By comparing the far infrared (polyethylene pellets, room temperature) and mid-infrared spectra (KBr pellets, room temperature and ca. 90 K) of pseudo trigonal planar Ce(η 5-C 5Me 5) 3 ( 1) with the corresponding ones of La(η 5-C 5Me 5) 3 ( 2) and considering the low temperature paramagnetic susceptibility data of 1 the crystal field (CF) splitting pattern of 1 could be derived. The free parameters of a phenomenological Hamiltonian were fitted to this pattern achieving an r.m.s. deviation of 8.9 cm −1 for seven assignments. The fact that the difference of the experimental energies of the barycenters of CF levels of the multiplets 2F 7/2 and 2F 5/2 is larger than in the gaseous free Ce 3+ ion (experimental “anti”-relativistic nephelauxetic effect) could be explained by coupling effects of these multiplets via the CF, resulting in a lower spin–orbit coupling parameter than in the case of the free gaseous Ce 3+ ion.
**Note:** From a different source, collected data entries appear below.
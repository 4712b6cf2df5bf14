use std::sync::Arc;
use std::time::Duration;

use kirogate_core::{GatewayConfig, GatewayError, Result};
use tracing::info;

use crate::multi::MultiTokenAuth;
use crate::single::SingleTokenAuth;
use crate::store::CredentialStore;

/// Either credential manager behind one façade.
///
/// A comma-separated `REFRESH_TOKEN` selects the pool; otherwise a single
/// token comes from the env, a JSON credentials file, or the kiro-cli
/// SQLite database.
pub enum AuthManager {
    Single(Arc<SingleTokenAuth>),
    Multi(Arc<MultiTokenAuth>),
}

impl AuthManager {
    pub fn from_config(config: &GatewayConfig) -> Result<Self> {
        let tokens = config.refresh_tokens();

        if tokens.len() > 1 {
            info!(count = tokens.len(), "using multi-token credential pool");
            return Ok(AuthManager::Multi(Arc::new(MultiTokenAuth::new(
                config.kiro_region.clone(),
                config.token_refresh_threshold,
                tokens,
                config.profile_arn.clone(),
            ))));
        }

        let store = if let Some(db) = &config.kiro_db_file {
            Some(CredentialStore::sqlite(db))
        } else {
            config.kiro_creds_file.as_deref().map(CredentialStore::json_file)
        };

        let refresh_token = tokens.into_iter().next().unwrap_or_default();
        if refresh_token.is_empty() && store.is_none() {
            return Err(GatewayError::CredentialsMissing(
                "set REFRESH_TOKEN, KIRO_CREDS_FILE, or KIRO_DB_FILE".into(),
            ));
        }

        Ok(AuthManager::Single(Arc::new(SingleTokenAuth::new(
            config.kiro_region.clone(),
            config.token_refresh_threshold,
            refresh_token,
            config.profile_arn.clone(),
            store,
        ))))
    }

    pub async fn get_access_token(&self) -> Result<String> {
        match self {
            AuthManager::Single(m) => m.get_access_token().await,
            AuthManager::Multi(m) => m.get_access_token().await,
        }
    }

    pub async fn force_refresh(&self) -> Result<String> {
        match self {
            AuthManager::Single(m) => m.force_refresh().await,
            AuthManager::Multi(m) => m.force_refresh().await,
        }
    }

    pub async fn is_fresh_for_streaming(&self, min_secs: i64) -> bool {
        match self {
            AuthManager::Single(m) => m.is_fresh_for_streaming(min_secs).await,
            AuthManager::Multi(m) => m.is_fresh_for_streaming(min_secs).await,
        }
    }

    pub async fn profile_arn(&self) -> Option<String> {
        match self {
            AuthManager::Single(m) => m.profile_arn().await,
            AuthManager::Multi(m) => m.profile_arn().await,
        }
    }

    pub fn region(&self) -> &str {
        match self {
            AuthManager::Single(m) => m.region(),
            AuthManager::Multi(m) => m.region(),
        }
    }

    pub async fn status(&self) -> serde_json::Value {
        match self {
            AuthManager::Single(m) => m.status().await,
            AuthManager::Multi(m) => m.status().await,
        }
    }

    pub fn start_background_refresh(&self, interval: Duration) {
        match self {
            AuthManager::Single(m) => m.start_background_refresh(interval),
            AuthManager::Multi(m) => m.start_background_refresh(interval),
        }
    }

    pub fn shutdown(&self) {
        match self {
            AuthManager::Single(m) => m.shutdown(),
            AuthManager::Multi(m) => m.shutdown(),
        }
    }
}

#[cfg(test)]
mod tests {
    use super::*;

    #[test]
    fn multi_mode_selected_for_comma_separated_tokens() {
        let config = GatewayConfig {
            refresh_token: Some("rt-a,rt-b".into()),
            ..Default::default()
        };
        assert!(matches!(
            AuthManager::from_config(&config).unwrap(),
            AuthManager::Multi(_)
        ));
    }

    #[test]
    fn single_mode_for_one_token() {
        let config = GatewayConfig {
            refresh_token: Some("rt-only".into()),
            ..Default::default()
        };
        assert!(matches!(
            AuthManager::from_config(&config).unwrap(),
            AuthManager::Single(_)
        ));
    }

    #[test]
    fn missing_credentials_rejected() {
        let config = GatewayConfig::default();
        assert!(matches!(
            AuthManager::from_config(&config),
            Err(GatewayError::CredentialsMissing(_))
        ));
    }
}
The experimental CF splitting pattern of 1 is compared to the results of a relativistic DV-Xα calculation on the pseudo trigonal planar model compound Ce(η 5-C 5H 5) 3. In addition, the prediction of the energies of f → d and charge transfer transitions of Ce(η 5-C 5H 5) 3 are compared to the absorption and luminescence spectra of complex 1.